I haven’t read Larsen’s argument, so I’m reluctant to comment too strongly, but while I do think the synoptics may have been more fluid than we tend think of them, I have trouble thinking Mark was merely a lightly ordered collection of notes maintained in an ongoing state of flux by multiple authors. Both on the small scale (linguistic style) and the big scale (careful development and arrangement) it points to a single hand. Something similar can be said of Matthew and Luke–each reveals an author with a distinctive coherent voice and vision.

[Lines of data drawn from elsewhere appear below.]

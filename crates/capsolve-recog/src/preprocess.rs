//! Background removal and binarization
//!
//! Every captured code image is drawn over the same noisy background. The
//! background is removed by subtracting the image from a stored blank
//! rendering, so only glyph strokes (which are darker than the background)
//! survive:
//!
//! 1. Convert image and baseline to 8 bpp gray
//! 2. `diff = baseline - image`, clipped at 0
//! 3. `diff *= gain`, clipped at 255
//! 4. Binarize: `< threshold` becomes 0, everything else 255
//! 5. Cut out the glyph band
//!
//! All steps are pixel-wise, so the band is cut out of both inputs first
//! and the arithmetic runs on the band only.

use crate::params::PreprocessParams;
use crate::{RecogError, RecogResult};
use capsolve_core::{Pix, PixelDepth};

/// Convert an image to 8 bpp gray using the configured channel weights.
pub fn to_gray(pix: &Pix, params: &PreprocessParams) -> RecogResult<Pix> {
    let gray = match pix.depth() {
        PixelDepth::Bit8 => pix.clone(),
        PixelDepth::Bit32 => {
            let [r, g, b] = params.gray_weights;
            pix.convert_rgb_to_gray(r, g, b)?
        }
    };
    Ok(gray)
}

/// Check that an image is large enough to contain the glyph band.
pub fn check_contains_band(pix: &Pix, params: &PreprocessParams) -> RecogResult<()> {
    let c = &params.crop;
    let far_edge = |origin: i32, size: i32| {
        u32::try_from(i64::from(origin) + i64::from(size)).unwrap_or(u32::MAX)
    };
    let min_width = far_edge(c.x, c.w);
    let min_height = far_edge(c.y, c.h);
    if pix.width() < min_width || pix.height() < min_height {
        return Err(RecogError::ImageTooSmall {
            min_width,
            min_height,
            actual_width: pix.width(),
            actual_height: pix.height(),
        });
    }
    Ok(())
}

/// Remove the background from `image` and return the binary glyph band.
///
/// # Arguments
/// * `image` - Captured code image, 8 or 32 bpp
/// * `baseline` - Blank rendering of the same background, same size
/// * `params` - Crop, gain, threshold and gray weights
///
/// # Returns
/// An 8 bpp image of exactly `crop.w x crop.h` whose samples are 0 or 255.
///
/// # Errors
/// [`RecogError::SizeMismatch`] if the image and baseline differ in size,
/// [`RecogError::ImageTooSmall`] if the band does not fit in the image.
pub fn clean(image: &Pix, baseline: &Pix, params: &PreprocessParams) -> RecogResult<Pix> {
    params.validate()?;

    if image.width() != baseline.width() || image.height() != baseline.height() {
        return Err(RecogError::SizeMismatch {
            width: baseline.width(),
            height: baseline.height(),
            actual_width: image.width(),
            actual_height: image.height(),
        });
    }
    check_contains_band(image, params)?;

    let image_band = to_gray(image, params)?.clip_box(&params.crop)?;
    let baseline_band = to_gray(baseline, params)?.clip_box(&params.crop)?;

    let diff = baseline_band.arith_subtract(&image_band)?;
    let amplified = diff.multiply_constant(params.gain)?;
    let band = amplified.threshold_to_binary_gray(params.threshold)?;

    Ok(band)
}
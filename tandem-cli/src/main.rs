//! Tandem: keep local git working copies and GitHub repositories in step.
//!
//! # Usage
//!
//! ```text
//! tandem config init --owner <login> --src-dir <path> [--default-branch <b>] [--public]
//! tandem config show
//! tandem status [--json]
//! tandem sync [--yes-skip]
//! ```

mod commands;
mod prompt;

use anyhow::Result;
use clap::{Parser, Subcommand};

use commands::{config::ConfigCommand, status::StatusArgs, sync::SyncArgs};

// ---------------------------------------------------------------------------
// CLI entry point
// ---------------------------------------------------------------------------

#[derive(Parser, Debug)]
#[command(
    name = "tandem",
    version,
    about = "Reconcile local git working copies with GitHub repositories",
    long_about = None,
)]
struct Cli {
    #[command(subcommand)]
    command: Commands,
}

#[derive(Subcommand, Debug)]
enum Commands {
    /// Create or inspect ~/.tandem/config.yaml.
    Config {
        #[command(subcommand)]
        command: ConfigCommand,
    },

    /// Show every repository pair and what sync would do with it.
    Status(StatusArgs),

    /// Converge local working copies and GitHub repositories.
    Sync(SyncArgs),
}

// ---------------------------------------------------------------------------
// Main
// ---------------------------------------------------------------------------

fn main() -> Result<()> {
    init_tracing();
    let cli = Cli::parse();
    match cli.command {
        Commands::Config { command } => commands::config::run(command),
        Commands::Status(args) => args.run(),
        Commands::Sync(args) => args.run(),
    }
}

fn init_tracing() {
    use tracing_subscriber::{fmt, EnvFilter};

    let filter = EnvFilter::try_from_default_env().unwrap_or_else(|_| EnvFilter::new("info"));
    let _ = fmt()
        .with_env_filter(filter)
        .with_target(false)
        .with_writer(std::io::stderr)
        .try_init();
}
//! `git` subprocess runner and output parsers.

use std::path::Path;

use tokio::process::Command;

use tandem_core::error::io_err;
use tandem_core::{InventoryError, RemoteSet, WorkingStatus};

/// Run `git <args>` in `dir` and return stdout.
///
/// Never prompts for credentials; a non-zero exit is an [`InventoryError::Git`].
pub async fn git(dir: &Path, args: &[&str]) -> Result<String, InventoryError> {
    let command = format!("git {}", args.join(" "));
    tracing::debug!(dir = %dir.display(), command = %command, "running git");

    let output = Command::new("git")
        .args(args)
        .current_dir(dir)
        .env("GIT_TERMINAL_PROMPT", "0")
        .kill_on_drop(true)
        .output()
        .await
        .map_err(|e| io_err(dir, e))?;

    if !output.status.success() {
        return Err(InventoryError::Git {
            command,
            stderr: String::from_utf8_lossy(&output.stderr).trim().to_string(),
        });
    }
    Ok(String::from_utf8_lossy(&output.stdout).into_owned())
}

/// Branch and divergence counts from `git status --porcelain=v2 --branch`.
///
/// A detached head reports the branch as `(detached)`.
pub fn parse_status(porcelain: &str) -> (String, WorkingStatus) {
    let mut branch = String::new();
    let mut status = WorkingStatus::default();
    for line in porcelain.lines() {
        if let Some(head) = line.strip_prefix("# branch.head ") {
            branch = head.trim().to_string();
        } else if let Some(upstream) = line.strip_prefix("# branch.upstream ") {
            status.upstream = Some(upstream.trim().to_string());
        } else if let Some(ab) = line.strip_prefix("# branch.ab ") {
            for part in ab.split_whitespace() {
                if let Some(n) = part.strip_prefix('+') {
                    status.ahead = n.parse().unwrap_or(0);
                } else if let Some(n) = part.strip_prefix('-') {
                    status.behind = n.parse().unwrap_or(0);
                }
            }
        } else if line.starts_with("1 ") || line.starts_with("2 ") || line.starts_with("u ") {
            status.modified += 1;
        } else if line.starts_with("? ") {
            status.untracked += 1;
        }
    }
    (branch, status)
}

/// Fetch URLs from `git remote -v`.
pub fn parse_remotes(output: &str) -> RemoteSet {
    output
        .lines()
        .filter_map(|line| {
            let mut parts = line.split_whitespace();
            let name = parts.next()?;
            let url = parts.next()?;
            match parts.next() {
                Some("(fetch)") => Some((name.to_string(), url.to_string())),
                _ => None,
            }
        })
        .collect()
}

#[cfg(test)]
mod tests {
    use super::*;
    use rstest::rstest;

    #[test]
    fn clean_tracking_branch() {
        let out = "# branch.oid 1f2e3d\n# branch.head master\n# branch.upstream origin/master\n# branch.ab +0 -0\n";
        let (branch, status) = parse_status(out);
        assert_eq!(branch, "master");
        assert!(status.is_synced());
        assert!(status.tracks("origin", "master"));
    }

    #[test]
    fn counts_divergence_and_dirty_files() {
        let out = "\
# branch.oid 1f2e3d
# branch.head main
# branch.upstream origin/main
# branch.ab +2 -1
1 .M N... 100644 100644 100644 aaa bbb src/lib.rs
2 R. N... 100644 100644 100644 aaa bbb R100 new.rs\told.rs
u UU N... 100644 100644 100644 100644 aaa bbb ccc conflict.rs
? notes.txt
? scratch/
! target/
";
        let (branch, status) = parse_status(out);
        assert_eq!(branch, "main");
        assert_eq!(
            status,
            WorkingStatus {
                ahead: 2,
                behind: 1,
                modified: 3,
                untracked: 2,
                upstream: Some("origin/main".to_string()),
            }
        );
    }

    #[test]
    fn detached_head_without_upstream() {
        let (branch, status) = parse_status("# branch.oid 1f2e3d\n# branch.head (detached)\n");
        assert_eq!(branch, "(detached)");
        assert_eq!(status, WorkingStatus::default());
    }

    #[rstest]
    #[case("", 0)]
    #[case("origin\tgit@github.com:alice/foo.git (fetch)\norigin\tgit@github.com:alice/foo.git (push)\n", 1)]
    #[case("origin\thttps://a/foo.git (fetch)\norigin\thttps://a/foo.git (push)\nmirror\t/srv/foo.git (fetch)\nmirror\t/srv/foo.git (push)\n", 2)]
    fn remote_listing(#[case] output: &str, #[case] expected: usize) {
        assert_eq!(parse_remotes(output).len(), expected);
    }

    #[test]
    fn push_url_is_ignored() {
        let remotes = parse_remotes(
            "origin\thttps://fetch/foo.git (fetch)\norigin\thttps://push/foo.git (push)\n",
        );
        assert_eq!(remotes["origin"], "https://fetch/foo.git");
    }
}
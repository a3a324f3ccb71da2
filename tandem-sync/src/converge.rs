//! Convergence orchestrator.
//!
//! Drives one pair at a time through
//!
//! ```text
//! Loaded → NameResolved → RemotesConverged → Terminal(Complete | PartiallyRemoved | Skipped)
//! ```
//!
//! asking the [`Decider`] wherever the two sides disagree. Rules:
//!
//! 1. Every mutation replaces the affected slot with the record the
//!    collaborator returned; nothing is patched locally.
//! 2. A GitHub-side create or rename always happens before the working copy's
//!    remotes are rewritten, because the canonical `origin` URL embeds the name
//!    that must already exist on GitHub.
//! 3. A failed collaborator call aborts the pair. Earlier mutations stay done;
//!    re-running reconciliation picks up from the new state.
//! 4. The working copy is pushed whenever its branch does not track the same
//!    branch on `origin`, whichever run created the GitHub side.
//! 5. In a dry run nothing is mutated: questions are still asked, and a pair
//!    that would change ends `Skipped` with its GitHub side dropped.

use std::fmt;

use serde::Serialize;

use tandem_core::github_url::canonical_url;
use tandem_core::{AliasSet, LocalInventory, RemoteInventory, RepoPair, Settings};

use crate::decision::{decide, Decider, Decision, LocalOrphanDecision, NameDecision, RemoteOrphanDecision};
use crate::error::SyncError;
use crate::meta::meta_update;
use crate::remotes::derive_remote_set;

/// Where a pair ended up.
#[derive(Debug, Clone, Copy, PartialEq, Eq, Serialize)]
#[serde(rename_all = "snake_case")]
pub enum Terminal {
    /// Both sides exist and agree on name, remotes and metadata.
    Complete,
    /// One side was deleted on the operator's request.
    PartiallyRemoved,
    /// The operator skipped the pair, or a dry run withheld a change; one
    /// side was dropped from this run.
    Skipped,
}

impl fmt::Display for Terminal {
    fn fmt(&self, f: &mut fmt::Formatter<'_>) -> fmt::Result {
        match self {
            Terminal::Complete => write!(f, "complete"),
            Terminal::PartiallyRemoved => write!(f, "partially removed"),
            Terminal::Skipped => write!(f, "skipped"),
        }
    }
}

/// Result of converging one pair.
#[derive(Debug, Clone)]
pub struct Convergence {
    pub pair: RepoPair,
    pub terminal: Terminal,
}

#[derive(Debug, Clone, Copy, PartialEq, Eq)]
enum Stage {
    Loaded,
    NameResolved,
    RemotesConverged,
    Terminal(Terminal),
}

/// Applies convergence decisions through the collaborators.
pub struct Converger<'a> {
    pub(crate) local: &'a dyn LocalInventory,
    pub(crate) remote: &'a dyn RemoteInventory,
    pub(crate) decider: &'a dyn Decider,
    pub(crate) settings: &'a Settings,
    pub(crate) dry_run: bool,
}

impl<'a> Converger<'a> {
    pub fn new(
        local: &'a dyn LocalInventory,
        remote: &'a dyn RemoteInventory,
        decider: &'a dyn Decider,
        settings: &'a Settings,
    ) -> Self {
        Self {
            local,
            remote,
            decider,
            settings,
            dry_run: false,
        }
    }

    /// Ask every question but apply nothing.
    pub fn dry_run(mut self, on: bool) -> Self {
        self.dry_run = on;
        self
    }

    /// Ask the decider; in a dry run any non-skip answer is logged and skipped.
    async fn ask<D: Decision>(
        &self,
        context: &str,
        prompt: &str,
        label: impl Fn(D) -> String,
    ) -> Result<D, SyncError> {
        let choice = decide(self.decider, context, prompt, label).await?;
        if self.dry_run && choice != D::SKIP {
            tracing::info!(stage = "converge", context, choice = choice.value(), "{prompt}; not applied (dry run)");
            return Ok(D::SKIP);
        }
        Ok(choice)
    }

    /// Drive `pair` to a terminal state.
    pub async fn converge_pair(&self, mut pair: RepoPair) -> Result<Convergence, SyncError> {
        let mut stage = Stage::Loaded;
        loop {
            stage = match stage {
                Stage::Loaded => self.resolve_name(&mut pair).await?,
                Stage::NameResolved => self.converge_remotes(&mut pair).await?,
                Stage::RemotesConverged => self.converge_meta(&mut pair).await?,
                Stage::Terminal(terminal) => {
                    tracing::info!(stage = "converge", repo = %pair.name, outcome = %terminal, "pair converged");
                    return Ok(Convergence { pair, terminal });
                }
            };
        }
    }

    async fn resolve_name(&self, pair: &mut RepoPair) -> Result<Stage, SyncError> {
        match (pair.local.take(), pair.remote.take()) {
            (Some(local), None) => {
                let choice = self.ask(
                    "orphan",
                    &format!("{} repo does not exist on github", local.name),
                    |d: LocalOrphanDecision| match d {
                        LocalOrphanDecision::Upload => "create github repo and push".to_string(),
                        LocalOrphanDecision::Remove => "delete local repo".to_string(),
                        LocalOrphanDecision::Skip => "skip".to_string(),
                    },
                )
                .await?;
                match choice {
                    LocalOrphanDecision::Upload => {
                        tracing::info!(stage = "converge", repo = %local.name, "creating github repo");
                        let created = self.remote.create(&local).await?;
                        pair.local = Some(local);
                        pair.remote = Some(created);
                        Ok(Stage::NameResolved)
                    }
                    LocalOrphanDecision::Remove => {
                        tracing::info!(stage = "converge", repo = %local.name, path = %local.path.display(), "deleting local repo");
                        self.local.remove(&local).await?;
                        Ok(Stage::Terminal(Terminal::PartiallyRemoved))
                    }
                    LocalOrphanDecision::Skip => {
                        tracing::info!(stage = "converge", repo = %local.name, "skipped local repo");
                        Ok(Stage::Terminal(Terminal::Skipped))
                    }
                }
            }
            (None, Some(remote)) => {
                let choice = self.ask(
                    "orphan",
                    &format!("{} repo does not exist locally", remote.name),
                    |d: RemoteOrphanDecision| match d {
                        RemoteOrphanDecision::Clone => "clone github repo".to_string(),
                        RemoteOrphanDecision::Remove => "delete github repo".to_string(),
                        RemoteOrphanDecision::Skip => "skip".to_string(),
                    },
                )
                .await?;
                match choice {
                    RemoteOrphanDecision::Clone => {
                        let url = canonical_url(&self.settings.owner, remote.name.as_str());
                        tracing::info!(stage = "converge", repo = %remote.name, url = %url, "cloning github repo");
                        let cloned = self.local.create(&remote, &url).await?;
                        pair.local = Some(cloned);
                        pair.remote = Some(remote);
                        Ok(Stage::NameResolved)
                    }
                    RemoteOrphanDecision::Remove => {
                        tracing::info!(stage = "converge", repo = %remote.name, "deleting github repo");
                        self.remote.remove(&remote).await?;
                        Ok(Stage::Terminal(Terminal::PartiallyRemoved))
                    }
                    RemoteOrphanDecision::Skip => {
                        tracing::info!(stage = "converge", repo = %remote.name, "skipped github repo");
                        Ok(Stage::Terminal(Terminal::Skipped))
                    }
                }
            }
            (Some(local), Some(remote)) if local.name == remote.name => {
                pair.local = Some(local);
                pair.remote = Some(remote);
                Ok(Stage::NameResolved)
            }
            (Some(local), Some(remote)) => {
                let choice = self.ask(
                    "rename",
                    &format!(
                        "local name '{}' differs from github name '{}'",
                        local.name, remote.name
                    ),
                    |d: NameDecision| match d {
                        NameDecision::UseLocal => format!("use local name ({})", local.name),
                        NameDecision::UseGithub => format!("use github name ({})", remote.name),
                        NameDecision::Skip => "skip".to_string(),
                    },
                )
                .await?;
                match choice {
                    NameDecision::UseLocal => {
                        tracing::info!(stage = "converge", repo = %local.name, from = %remote.name, "renaming github repo");
                        let renamed = self.remote.update_name(&remote, local.name.as_str()).await?;
                        pair.name = local.name.clone();
                        pair.local = Some(local);
                        pair.remote = Some(renamed);
                    }
                    NameDecision::UseGithub => {
                        tracing::info!(stage = "converge", repo = %remote.name, from = %local.name, "renaming local repo");
                        let renamed = self.local.update_name(&local, remote.name.as_str()).await?;
                        pair.name = remote.name.clone();
                        pair.local = Some(renamed);
                        pair.remote = Some(remote);
                    }
                    NameDecision::Skip => {
                        tracing::info!(stage = "converge", repo = %pair.name, "skipped name conflict");
                        // The github side is dropped so the pair leaves the run.
                        pair.local = Some(local);
                        return Ok(Stage::Terminal(Terminal::Skipped));
                    }
                }
                Ok(Stage::NameResolved)
            }
            (None, None) => Ok(Stage::Terminal(Terminal::Skipped)),
        }
    }

    async fn converge_remotes(&self, pair: &mut RepoPair) -> Result<Stage, SyncError> {
        let (Some(local), Some(remote)) = (pair.local.as_ref(), pair.remote.as_ref()) else {
            return Ok(Stage::Terminal(Terminal::Skipped));
        };

        let known = AliasSet::build(
            remote.name.as_str(),
            local.aliases.iter().chain(remote.aliases.iter()).map(str::to_owned),
        );
        let derived = derive_remote_set(
            &local.remotes,
            &self.settings.owner,
            remote.name.as_str(),
            &known,
            &self.settings.remote_rules,
        );

        let mut local = if derived == local.remotes {
            tracing::debug!(stage = "remotes", repo = %pair.name, "remotes already converged");
            local.clone()
        } else if self.dry_run {
            return Ok(withhold(pair, "rewrite local remotes"));
        } else {
            tracing::info!(stage = "remotes", repo = %pair.name, remotes = derived.len(), "rewriting local remotes");
            self.local.update_remotes(local, &derived).await?
        };

        if !local.status.tracks("origin", &local.branch) {
            if self.dry_run {
                return Ok(withhold(pair, "push to origin"));
            }
            tracing::info!(stage = "remotes", repo = %pair.name, branch = %local.branch, "pushing to origin");
            local = self.local.update_push(&local).await?;
        }
        pair.local = Some(local);
        Ok(Stage::RemotesConverged)
    }

    async fn converge_meta(&self, pair: &mut RepoPair) -> Result<Stage, SyncError> {
        if !self.settings.sync_metadata {
            return Ok(Stage::Terminal(Terminal::Complete));
        }
        let (Some(local), Some(remote)) = (pair.local.as_ref(), pair.remote.as_ref()) else {
            return Ok(Stage::Terminal(Terminal::Complete));
        };
        if let Some(meta) = meta_update(&local.meta, &remote.meta) {
            if self.dry_run {
                return Ok(withhold(pair, "update github description/topics"));
            }
            tracing::info!(stage = "meta", repo = %pair.name, "updating github description/topics");
            let updated = self.remote.update_meta(remote, &meta).await?;
            pair.remote = Some(updated);
        }
        Ok(Stage::Terminal(Terminal::Complete))
    }
}

/// Record a change a dry run will not make and take the pair out of the run.
fn withhold(pair: &mut RepoPair, change: &str) -> Stage {
    tracing::info!(stage = "converge", repo = %pair.name, "would {change}; not applied (dry run)");
    pair.remote = None;
    Stage::Terminal(Terminal::Skipped)
}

A provocative thesis. There has been much “questioning of the assumptions” in the field as of late and its good to revisit some long held opinions. But I tend to agree with Porphyry about Mark. It looks messy on the surface for sure but you can detect a real literary structure and arrangement that belies the idea that it’s unorganized. For me the question is about Matthew and Luke’s use of Mark. The idea that they are later versions of a single literary tradition rather than three separate or disparate literary traditions seems to strike a chord with a lot of contemporary scholars.
I think I’ll take a look at Larsen’s book, thanks.
Why don’t you go over to Prof Ehrman’s Recent Posts page and ask him? I’d be interested in his response even though I’m pretty sure he won’t agree.
...there’s no doubt that Matthew, Luke, John, as well as the authors of non-canonical gospels viewed the tradition and prior works as fluid and changeable to a very high degree.
We’re taught not to modify a text if we value it but that’s thinking like moderns. Luke and Matthew felt free to change Mark precisely because they valued it. It was a living work. As soon as a text is fixed you’re forced to either accept it or reject it in toto. It’s only at that point fundamentalism becomes possible.

Stephen said
I think I’ll take a look at Larsen’s book, thanks.
You should! It is very well done.
Why don’t you go over to Prof Ehrman’s Recent Posts page and ask him? I’d be interested in his response even though I’m pretty sure he won’t agree.
I’d have to wait for a daily topic that makes it relevant, right?